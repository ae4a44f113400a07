use crate::error::{ModelError, Result};
use uuid::Uuid;

/// Stable identity of an image record.
///
/// The id is opaque and content independent: it survives renames, vault moves
/// and re-hashing, and it is the join key written into `.json` sidecars.
#[derive(Debug, Clone, PartialEq, Eq, PartialOrd, Ord, Hash)]
#[cfg_attr(feature = "serde", derive(serde::Serialize, serde::Deserialize))]
#[cfg_attr(feature = "serde", serde(transparent))]
pub struct ImageId(String);

impl Default for ImageId {
    fn default() -> Self {
        Self::new()
    }
}

impl ImageId {
    pub fn new() -> Self {
        ImageId(Uuid::now_v7().simple().to_string())
    }

    pub fn from_string(id: impl Into<String>) -> Result<Self> {
        let id = id.into();
        if id.trim().is_empty() {
            return Err(ModelError::EmptyId("image"));
        }
        Ok(ImageId(id))
    }

    pub fn as_str(&self) -> &str {
        &self.0
    }
}

impl AsRef<str> for ImageId {
    fn as_ref(&self) -> &str {
        &self.0
    }
}

impl std::fmt::Display for ImageId {
    fn fmt(&self, f: &mut std::fmt::Formatter<'_>) -> std::fmt::Result {
        f.write_str(&self.0)
    }
}

/// Identifier of a library source (vault).
///
/// `internal` is reserved for the app-managed vault and always exists.
#[derive(Debug, Clone, PartialEq, Eq, PartialOrd, Ord, Hash)]
#[cfg_attr(feature = "serde", derive(serde::Serialize, serde::Deserialize))]
#[cfg_attr(feature = "serde", serde(transparent))]
pub struct SourceId(String);

impl SourceId {
    pub const INTERNAL: &'static str = "internal";

    pub fn internal() -> Self {
        SourceId(Self::INTERNAL.to_string())
    }

    /// Fresh id for a newly linked folder.
    pub fn new_linked() -> Self {
        SourceId(format!("src_{}", Uuid::now_v7().simple()))
    }

    pub fn from_string(id: impl Into<String>) -> Result<Self> {
        let id = id.into();
        if id.trim().is_empty() {
            return Err(ModelError::EmptyId("source"));
        }
        Ok(SourceId(id))
    }

    pub fn is_internal(&self) -> bool {
        self.0 == Self::INTERNAL
    }

    pub fn as_str(&self) -> &str {
        &self.0
    }
}

impl Default for SourceId {
    fn default() -> Self {
        Self::internal()
    }
}

impl std::fmt::Display for SourceId {
    fn fmt(&self, f: &mut std::fmt::Formatter<'_>) -> std::fmt::Result {
        f.write_str(&self.0)
    }
}

#[cfg(test)]
mod tests {
    use super::*;

    #[test]
    fn empty_ids_are_rejected() {
        assert!(ImageId::from_string("  ").is_err());
        assert!(SourceId::from_string("").is_err());
    }

    #[test]
    fn internal_source_is_recognised() {
        assert!(SourceId::internal().is_internal());
        assert!(SourceId::default().is_internal());
        assert!(!SourceId::new_linked().is_internal());
    }

    #[test]
    fn generated_image_ids_are_unique() {
        assert_ne!(ImageId::new(), ImageId::new());
    }
}
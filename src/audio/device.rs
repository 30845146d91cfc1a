//! Audio device lookup and cpal error mapping

use cpal::traits::HostTrait;

use crate::error::AudioError;

/// Get the default input device
pub fn default_input_device() -> Result<cpal::Device, AudioError> {
    cpal::default_host()
        .default_input_device()
        .ok_or_else(|| AudioError::DeviceNotFound("No default input device".to_string()))
}

/// Get the default output device
pub fn default_output_device() -> Result<cpal::Device, AudioError> {
    cpal::default_host()
        .default_output_device()
        .ok_or_else(|| AudioError::DeviceNotFound("No default output device".to_string()))
}

/// Map a stream build failure onto the session error taxonomy.
///
/// A device that exists but cannot be opened (typically because the OS
/// denied access to the microphone) surfaces as `AccessDenied` so the
/// session can show the permission message instead of a generic fault.
pub fn map_build_error(err: cpal::BuildStreamError) -> AudioError {
    match err {
        cpal::BuildStreamError::DeviceNotAvailable => AudioError::AccessDenied(err.to_string()),
        cpal::BuildStreamError::StreamConfigNotSupported => {
            AudioError::UnsupportedFormat(err.to_string())
        }
        other => AudioError::StreamError(other.to_string()),
    }
}
//! PCM16 transport codec
//!
//! The remote channel carries raw PCM16-LE audio as base64 text with a
//! `audio/pcm;rate=NNNNN` tag. Outbound microphone blocks are quantized
//! from f32, inbound synthesized chunks are restored to per-channel f32
//! buffers for playback.

use base64::engine::general_purpose::STANDARD as BASE64;
use base64::Engine as _;
use bytes::{BufMut, BytesMut};
use serde::{Deserialize, Serialize};

use crate::audio::frame::AudioFrame;
use crate::constants::CAPTURE_MIME;
use crate::error::CodecError;

/// A transport-ready audio chunk: base64 PCM16-LE plus its rate tag.
///
/// Serializes to the channel's wire shape (`{"data": ..., "mimeType": ...}`).
#[derive(Debug, Clone, PartialEq, Eq, Serialize, Deserialize)]
pub struct EncodedChunk {
    /// Base64-encoded little-endian 16-bit signed PCM
    pub data: String,
    /// Rate/encoding tag, e.g. `audio/pcm;rate=16000`
    #[serde(rename = "mimeType")]
    pub mime_type: String,
}

/// Encode interleaved f32 samples as a transport chunk.
///
/// Samples outside [-1.0, 1.0] are clamped before quantization rather
/// than letting the int16 conversion wrap.
pub fn encode_samples(samples: &[f32], mime_type: &str) -> EncodedChunk {
    let mut pcm = BytesMut::with_capacity(samples.len() * 2);
    for &sample in samples {
        let scaled = (sample.clamp(-1.0, 1.0) * 32768.0).clamp(-32768.0, 32767.0);
        pcm.put_i16_le(scaled as i16);
    }

    EncodedChunk {
        data: BASE64.encode(&pcm),
        mime_type: mime_type.to_string(),
    }
}

/// Encode a captured microphone frame for the outbound channel.
pub fn to_transport(frame: &AudioFrame) -> EncodedChunk {
    encode_samples(&frame.samples, CAPTURE_MIME)
}

/// Decode a transport chunk into per-channel f32 sample buffers.
///
/// Fails with [`CodecError::MalformedChunk`] when the payload length is
/// not a whole number of 16-bit frames for the given channel count, and
/// with [`CodecError::InvalidEncoding`] when the base64 wrapper itself
/// is broken. Either way the chunk is unusable and should be dropped;
/// neither failure is fatal to the session.
pub fn decode_chunk(chunk: &EncodedChunk, channels: u16) -> Result<Vec<Vec<f32>>, CodecError> {
    let raw = BASE64
        .decode(chunk.data.as_bytes())
        .map_err(|e| CodecError::InvalidEncoding(e.to_string()))?;

    let frame_bytes = 2 * channels as usize;
    if channels == 0 || raw.len() % frame_bytes != 0 {
        return Err(CodecError::MalformedChunk {
            len: raw.len(),
            channels,
        });
    }

    let frames = raw.len() / frame_bytes;
    let mut out = vec![Vec::with_capacity(frames); channels as usize];
    for (i, pair) in raw.chunks_exact(2).enumerate() {
        let value = i16::from_le_bytes([pair[0], pair[1]]);
        out[i % channels as usize].push(f32::from(value) / 32768.0);
    }

    Ok(out)
}

#[cfg(test)]
mod tests {
    use super::*;
    use crate::constants::{CAPTURE_SAMPLE_RATE, PLAYBACK_MIME};
    use proptest::prelude::*;

    fn frame(samples: Vec<f32>) -> AudioFrame {
        AudioFrame::new(samples, CAPTURE_SAMPLE_RATE, 1)
    }

    #[test]
    fn roundtrip_is_within_quantization_error() {
        let samples = vec![0.0, 0.25, -0.25, 0.9999, -1.0, 1.0, 0.5];
        let chunk = to_transport(&frame(samples.clone()));
        let decoded = decode_chunk(&chunk, 1).unwrap();

        assert_eq!(decoded.len(), 1);
        assert_eq!(decoded[0].len(), samples.len());
        for (orig, got) in samples.iter().zip(&decoded[0]) {
            assert!(
                (orig - got).abs() <= 1.0 / 32768.0 + f32::EPSILON,
                "sample {orig} decoded as {got}"
            );
        }
    }

    #[test]
    fn out_of_range_samples_are_clamped_not_wrapped() {
        let chunk = encode_samples(&[2.0, -3.0], CAPTURE_MIME);
        let decoded = decode_chunk(&chunk, 1).unwrap();
        assert!((decoded[0][0] - 32767.0 / 32768.0).abs() < 1e-6);
        assert!((decoded[0][1] + 1.0).abs() < 1e-6);
    }

    #[test]
    fn capture_chunk_carries_rate_tag() {
        let chunk = to_transport(&frame(vec![0.0; 16]));
        assert_eq!(chunk.mime_type, "audio/pcm;rate=16000");
    }

    #[test]
    fn odd_byte_length_is_malformed() {
        let chunk = EncodedChunk {
            data: BASE64.encode([1u8, 2, 3]),
            mime_type: PLAYBACK_MIME.to_string(),
        };
        match decode_chunk(&chunk, 1) {
            Err(CodecError::MalformedChunk { len: 3, channels: 1 }) => {}
            other => panic!("expected MalformedChunk, got {other:?}"),
        }
    }

    #[test]
    fn stereo_length_must_cover_both_channels() {
        // 6 bytes = 3 samples, which cannot de-interleave into 2 channels
        let chunk = EncodedChunk {
            data: BASE64.encode([0u8; 6]),
            mime_type: PLAYBACK_MIME.to_string(),
        };
        assert!(decode_chunk(&chunk, 2).is_err());
        // 8 bytes = 2 frames of 2 channels
        let chunk = EncodedChunk {
            data: BASE64.encode([0u8; 8]),
            mime_type: PLAYBACK_MIME.to_string(),
        };
        let decoded = decode_chunk(&chunk, 2).unwrap();
        assert_eq!(decoded.len(), 2);
        assert_eq!(decoded[0].len(), 2);
        assert_eq!(decoded[1].len(), 2);
    }

    #[test]
    fn broken_base64_is_invalid_encoding() {
        let chunk = EncodedChunk {
            data: "not base64!!!".to_string(),
            mime_type: PLAYBACK_MIME.to_string(),
        };
        assert!(matches!(
            decode_chunk(&chunk, 1),
            Err(CodecError::InvalidEncoding(_))
        ));
    }

    #[test]
    fn stereo_deinterleave_order() {
        // L0 R0 L1 R1 as i16: 100, -100, 200, -200
        let mut raw = Vec::new();
        for v in [100i16, -100, 200, -200] {
            raw.extend_from_slice(&v.to_le_bytes());
        }
        let chunk = EncodedChunk {
            data: BASE64.encode(&raw),
            mime_type: PLAYBACK_MIME.to_string(),
        };
        let decoded = decode_chunk(&chunk, 2).unwrap();
        assert!((decoded[0][0] - 100.0 / 32768.0).abs() < 1e-6);
        assert!((decoded[0][1] - 200.0 / 32768.0).abs() < 1e-6);
        assert!((decoded[1][0] + 100.0 / 32768.0).abs() < 1e-6);
        assert!((decoded[1][1] + 200.0 / 32768.0).abs() < 1e-6);
    }

    #[test]
    fn wire_shape_matches_channel_blob() {
        let chunk = encode_samples(&[0.0], CAPTURE_MIME);
        let json = serde_json::to_value(&chunk).unwrap();
        assert!(json.get("data").is_some());
        assert_eq!(json["mimeType"], "audio/pcm;rate=16000");
    }

    proptest! {
        #[test]
        fn roundtrip_property(samples in proptest::collection::vec(-1.0f32..=1.0, 1..512)) {
            let chunk = encode_samples(&samples, CAPTURE_MIME);
            let decoded = decode_chunk(&chunk, 1).unwrap();
            prop_assert_eq!(decoded[0].len(), samples.len());
            for (orig, got) in samples.iter().zip(&decoded[0]) {
                prop_assert!((orig - got).abs() <= 1.0 / 32768.0 + f32::EPSILON);
            }
        }
    }
}
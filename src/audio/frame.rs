//! Captured audio frames

/// A block of interleaved f32 samples from the capture device.
///
/// Frames are ephemeral: the capture pipeline owns one until it is
/// encoded for transport, after which it is dropped.
#[derive(Debug, Clone)]
pub struct AudioFrame {
    /// Interleaved samples in [-1.0, 1.0]
    pub samples: Vec<f32>,
    /// Sample rate the block was captured at
    pub sample_rate: u32,
    /// Number of channels
    pub channels: u16,
}

impl AudioFrame {
    pub fn new(samples: Vec<f32>, sample_rate: u32, channels: u16) -> Self {
        Self {
            samples,
            sample_rate,
            channels,
        }
    }

    /// Samples per channel
    pub fn samples_per_channel(&self) -> usize {
        self.samples.len() / self.channels as usize
    }

    /// Frame duration in seconds
    pub fn duration_secs(&self) -> f64 {
        self.samples_per_channel() as f64 / f64::from(self.sample_rate)
    }
}

#[cfg(test)]
mod tests {
    use super::*;

    #[test]
    fn duration_accounts_for_channels() {
        let frame = AudioFrame::new(vec![0.0; 32_000], 16_000, 2);
        assert_eq!(frame.samples_per_channel(), 16_000);
        assert!((frame.duration_secs() - 1.0).abs() < 1e-9);
    }
}
//! Error types for the voice tutoring client

use thiserror::Error;

/// Main error type for the application
#[derive(Error, Debug)]
pub enum Error {
    #[error("Audio error: {0}")]
    Audio(#[from] AudioError),

    #[error("Codec error: {0}")]
    Codec(#[from] CodecError),

    #[error("Channel error: {0}")]
    Channel(#[from] ChannelError),

    #[error("Session error: {0}")]
    Session(String),

    #[error("Configuration error: {0}")]
    Config(String),

    #[error("IO error: {0}")]
    Io(#[from] std::io::Error),
}

/// Audio device errors
#[derive(Error, Debug)]
pub enum AudioError {
    #[error("Device not found: {0}")]
    DeviceNotFound(String),

    #[error("Device access denied: {0}")]
    AccessDenied(String),

    #[error("Unsupported format: {0}")]
    UnsupportedFormat(String),

    #[error("Failed to open stream: {0}")]
    StreamError(String),
}

/// Codec errors
///
/// `MalformedChunk` is the only non-fatal error in the system: a chunk
/// that fails to decode is dropped and the session carries on.
#[derive(Error, Debug)]
pub enum CodecError {
    #[error("Malformed chunk: {len} bytes does not divide into 16-bit frames for {channels} channel(s)")]
    MalformedChunk { len: usize, channels: u16 },

    #[error("Invalid transport encoding: {0}")]
    InvalidEncoding(String),
}

/// Remote channel errors
#[derive(Error, Debug)]
pub enum ChannelError {
    #[error("Transport failure: {0}")]
    Transport(String),

    #[error("Channel is not ready")]
    NotReady,

    #[error("Channel is closed")]
    Closed,
}

/// Result type alias for the application
pub type Result<T> = std::result::Result<T, Error>;
//! Remote channel abstraction
//!
//! The tutor service is reached over a bidirectional event channel:
//! microphone chunks and prompt text go out, synthesized audio and
//! interrupt/lifecycle events come back. The transport itself is a
//! collaborator behind [`Connector`]; this crate only defines the seam
//! and an offline [`loopback`] implementation for demos and tests.

pub mod loopback;

use crossbeam_channel::Sender;

use crate::codec::EncodedChunk;
use crate::error::ChannelError;
use crate::session::SessionEvent;

/// Fixed configuration a session connects with.
#[derive(Debug, Clone)]
pub struct SessionConfig {
    /// Prebuilt synthetic voice the tutor should speak with
    pub voice: String,
    /// System instruction parameterizing the tutor for the selected lesson
    pub system_instruction: String,
    /// Text prompt sent once on open to elicit the first utterance
    pub greeting: String,
}

/// Inbound events delivered by the channel, in arrival order.
#[derive(Debug, Clone)]
pub enum ChannelEvent {
    /// The channel is open; duplex streaming may begin
    Opened,
    /// A chunk of synthesized tutor audio
    Audio(EncodedChunk),
    /// The remote agent detected the user speaking over it
    Interrupted,
    /// The channel failed; the session must stop
    Error(String),
    /// Clean remote close
    Closed,
}

/// Opens channels to the tutor service.
pub trait Connector: Send {
    /// Open a channel. Lifecycle and inbound events are delivered as
    /// [`SessionEvent::Channel`] values through `events`; the returned
    /// handle carries the outbound direction.
    fn connect(
        &mut self,
        config: &SessionConfig,
        events: Sender<SessionEvent>,
    ) -> Result<Box<dyn ChannelHandle>, ChannelError>;
}

/// Outbound half of an open channel.
pub trait ChannelHandle: Send {
    /// Stream one encoded microphone chunk. Best effort: failures mean
    /// the chunk is lost, not retried.
    fn send_audio(&mut self, chunk: EncodedChunk) -> Result<(), ChannelError>;

    /// Send a text prompt
    fn send_text(&mut self, text: &str) -> Result<(), ChannelError>;

    /// Close the channel. Idempotent.
    fn close(&mut self);
}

### Work item
Each line in the listing above from the one containing "in [-1.0, 1.0]" through the one containing "pub fn samples_per_channel(&self)" should be repeated exactly, and no other line.

### Solved problem
    /// Interleaved samples in [-1.0, 1.0]
    pub samples: Vec<f32>,
    /// Sample rate the block was captured at
    pub sample_rate: u32,
    /// Number of channels
    pub channels: u16,
}

impl AudioFrame {
    pub fn new(samples: Vec<f32>, sample_rate: u32, channels: u16) -> Self {
        Self {
            samples,
            sample_rate,
            channels,
        }
    }

    /// Samples per channel
    pub fn samples_per_channel(&self) -> usize {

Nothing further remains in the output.